FineCube is an x-ray device (cone beam computed tomography) that acquires a single 360 degree rotational sequence of the head and neck areas, including the ENT and dentomaxillofacial area for use in diagnostic support. The device is operated and used by physicians, dentists, and x-ray technologists.

The FineCube consists of two main elements: (1) The X-Ray generation and acquisition system and (2) the image analysis software. The X-Ray generation/acquisition system creates a cone-shaped x-ray field which is acquired on a flat panel sensor with a resolution of 608 x 616 x 200 um. FineCube is an X-ray imaging device that constructs a three dimensional model from images taken during a rotational X-ray sequence. FineCube is intended to be used whenever a dentist, oral surgeon, or other physician needs 3D information of high contrast objects

The provided 510(k) summary for the FineCube Dental CT System (K063622) does not contain detailed information about acceptance criteria and specific studies demonstrating the device meets those criteria. Instead, it focuses on establishing substantial equivalence to predicate devices based on indications for use and specification comparisons.

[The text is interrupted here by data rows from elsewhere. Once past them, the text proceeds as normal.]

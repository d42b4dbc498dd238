pub mod cozy;

use std::fmt::Debug;

/// Game-state classification reported by a rules backend.
#[derive(Clone, Copy, Debug, PartialEq, Eq)]
pub enum Status {
    Ongoing,
    /// The side to move is checkmated.
    Checkmate,
    Stalemate,
    /// Any other drawn state (insufficient material, fifty-move rule).
    Draw,
}

/// Capability interface the search consumes. The search never looks at
/// pieces or squares; everything goes through these operations.
pub trait Rules: Clone + Send + Sync {
    type Move: Copy + Eq + Debug + Send + Sync;

    /// Legal moves in a deterministic order for equal positions.
    fn legal_moves(&self) -> Vec<Self::Move>;

    fn make_move(&mut self, mv: Self::Move);

    /// Exact inverse of the most recent `make_move(mv)`.
    fn unmake_move(&mut self, mv: Self::Move);

    fn status(&self) -> Status;

    fn is_game_over(&self) -> bool { self.status() != Status::Ongoing }

    /// Cache key: equal for positions that score identically, including side
    /// to move and castling/en-passant rights.
    fn identity(&self) -> u64;
}
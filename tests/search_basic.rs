use arbor::board::cozy::Position;
use arbor::search::eval::{material_eval_cp, EvalKind, MATE_SCORE};
use arbor::search::root::{Engine, SearchParams};
use cozy_chess::Board;

fn engine(eval: EvalKind) -> Engine<EvalKind> {
    Engine::new(eval, 8, 1).expect("engine")
}

#[test]
fn eval_material_startpos_is_zero() {
    assert_eq!(material_eval_cp(&Board::default()), 0);
}

#[test]
fn search_returns_legal_move_startpos() {
    let pos = Position::startpos();
    let bm = engine(EvalKind::Pst).best_move(&pos, 1, 1).unwrap().expect("no move at depth 1");
    assert!(pos.parse_uci(&pos.move_to_uci(bm)).is_ok());
}

#[test]
fn material_only_search_returns_legal_move() {
    let pos = Position::startpos();
    let r = engine(EvalKind::Material).search(&pos, &SearchParams { depth: 2, ..SearchParams::default() }).unwrap();
    assert!(r.bestmove.is_some());
    assert_eq!(r.score, 0, "material is level after two plies from the start");
}

#[test]
fn search_prefers_winning_queen_capture() {
    // Qe2xd2 wins a queen.
    let pos = Position::from_fen("k7/8/8/8/8/8/3qQ3/7K w - - 0 1").unwrap();
    let bm = engine(EvalKind::Pst).best_move(&pos, 1, 1).unwrap().expect("expected a best move");
    assert_eq!(pos.move_to_uci(bm), "e2d2");
}

#[test]
fn finds_back_rank_mate() {
    let pos = Position::from_fen("6k1/5ppp/8/8/8/8/8/R5K1 w - - 0 1").unwrap();
    for depth in [1, 3] {
        let r = engine(EvalKind::Pst).search(&pos, &SearchParams { depth, ..SearchParams::default() }).unwrap();
        assert_eq!(pos.move_to_uci(r.bestmove.unwrap()), "a1a8", "depth {depth}");
        assert!(r.score >= MATE_SCORE, "depth {depth} score {}", r.score);
    }
}

#[test]
fn no_move_when_checkmated_or_stalemated() {
    let e = engine(EvalKind::Pst);
    let mated = Position::from_fen("R5k1/5ppp/8/8/8/8/8/6K1 b - - 0 1").unwrap();
    assert_eq!(e.best_move(&mated, 3, 2).unwrap(), None);
    let stale = Position::from_fen("7k/5Q2/6K1/8/8/8/8/8 b - - 0 1").unwrap();
    let r = e.search(&stale, &SearchParams { depth: 3, ..SearchParams::default() }).unwrap();
    assert!(r.bestmove.is_none());
    assert_eq!(r.nodes, 0);
}

#[test]
fn single_legal_move_is_returned() {
    // Rook check along the first rank; g2 is the only flight square.
    let pos = Position::from_fen("k7/8/8/8/8/8/7P/r6K w - - 0 1").unwrap();
    let moves: Vec<String> = {
        use arbor::board::Rules;
        pos.legal_moves().into_iter().map(|m| pos.move_to_uci(m)).collect()
    };
    assert_eq!(moves, vec!["h1g2".to_string()]);
    let bm = engine(EvalKind::Pst).best_move(&pos, 4, 4).unwrap().unwrap();
    assert_eq!(pos.move_to_uci(bm), moves[0]);
}
use pretty_assertions::assert_eq;
use arbor::board::cozy::Position;
use arbor::search::eval::EvalKind;
use arbor::search::root::{Engine, SearchParams};
use std::time::Duration;

const ITALIAN: &str = "r1bqkbnr/pppp1ppp/2n5/4p3/2B1P3/5N2/PPPP1PPP/RNBQK2R w KQkq - 2 3";

#[test]
fn root_parallel_bestmove_equals_single_thread() {
    let pos = Position::from_fen(ITALIAN).unwrap();
    let p1 = SearchParams { depth: 3, threads: 1, ..SearchParams::default() };
    let r1 = Engine::new(EvalKind::Pst, 16, 1).unwrap().search(&pos, &p1).unwrap();
    let p4 = SearchParams { threads: 4, ..p1 };
    let r4 = Engine::new(EvalKind::Pst, 16, 4).unwrap().search(&pos, &p4).unwrap();
    assert_eq!(r4.score, r1.score, "score differs between single and multi-thread at fixed depth");
    assert_eq!(r4.bestmove, r1.bestmove, "tie-break must not depend on worker timing");
}

#[test]
fn repeated_parallel_searches_agree() {
    let pos = Position::from_fen(ITALIAN).unwrap();
    let engine = Engine::new(EvalKind::Pst, 16, 4).unwrap();
    let p = SearchParams { depth: 3, threads: 4, ..SearchParams::default() };
    let first = engine.search(&pos, &p).unwrap();
    for _ in 0..3 {
        // A warm cache must not change the answer.
        let again = engine.search(&pos, &p).unwrap();
        assert_eq!((again.bestmove, again.score), (first.bestmove, first.score));
    }
}

#[test]
fn more_workers_than_root_moves() {
    let pos = Position::from_fen("k7/8/8/8/8/8/7P/r6K w - - 0 1").unwrap();
    let engine = Engine::new(EvalKind::Pst, 4, 1).unwrap();
    let bm = engine.best_move(&pos, 2, 8).unwrap().unwrap();
    assert_eq!(pos.move_to_uci(bm), "h1g2");
}

#[test]
fn root_parallel_returns_move_with_movetime() {
    let pos = Position::startpos();
    let engine = Engine::new(EvalKind::Pst, 16, 4).unwrap();
    let p = SearchParams { depth: 10, threads: 4, movetime: Some(Duration::from_millis(5)), ..SearchParams::default() };
    let r = engine.search(&pos, &p).unwrap();
    assert!(r.bestmove.is_some(), "no move returned under movetime with threads");
}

Here's a breakdown of the available information and what is missing based on your request:

1. Table of Acceptance Criteria and Reported Device Performance

Not available in the provided document. The 510(k) summary only provides a table comparing the specifications of the FineCube with two predicate devices. It doesn't list defined "acceptance criteria" for performance metrics like image quality, diagnostic accuracy, or specific measurements, nor does it present the FineCube's performance against such criteria. The document states "The results of bench, test laboratory and clinical testing indicates that the new device is as safe and effective as the predicate devices," but no specific performance data or statistical analysis is provided to support this claim against defined criteria.

2. Sample Size Used for the Test Set and Data Provenance

Not explicitly stated in the document. The document mentions "bench, test laboratory and clinical testing," but does not provide details on the sample sizes used for these tests or the provenance (country of origin, retrospective/prospective) of any clinical data.

3. Number of Experts Used to Establish Ground Truth for the Test Set and Qualifications of Experts

Not available in the provided document. There is no information regarding the establishment of ground truth by experts for any testing conducted.

4. Adjudication Method for the Test Set

Not available in the provided document.

5. If a Multi-Reader Multi-Case (MRMC) Comparative Effectiveness Study was done, and the effect size of how much human readers improve with AI vs without AI assistance

Not applicable. The FineCube is an imaging device (cone beam computed tomography) and not an AI-powered diagnostic algorithm designed to assist human readers. Therefore, an MRMC comparative effectiveness study involving AI assistance would not be relevant to this device's submission.

6. If a Standalone (i.e. algorithm only without human-in-the-loop performance) was done

Not applicable. This is not an AI algorithm. It is a medical imaging device.

7. The Type of Ground Truth Used

Not available in the provided document.

8. The Sample Size for the Training Set

Not applicable. As a medical imaging device, the concept of a "training set" in the context of machine learning algorithms is not directly relevant. The device undergoes engineering and performance validation rather than algorithmic training.

9. How the Ground Truth for the Training Set was Established

Not applicable, as there is no "training set" in the machine learning sense for this device.

Summary of what is available and what is missing:

The 510(k) summary for K063622 primarily relies on demonstrating substantial equivalence to predicate devices through a comparison of their indications for use and technical specifications. While it generally asserts that safety and effectiveness were demonstrated through "bench, test laboratory and clinical testing," it lacks the specific details requested regarding acceptance criteria, study methodologies, sample sizes, ground truth establishment, expert involvement, or any data related to AI performance metrics. This level of detail is often not included in the public 510(k) summary and would typically be found in the complete 510(k) submission that is reviewed by the FDA.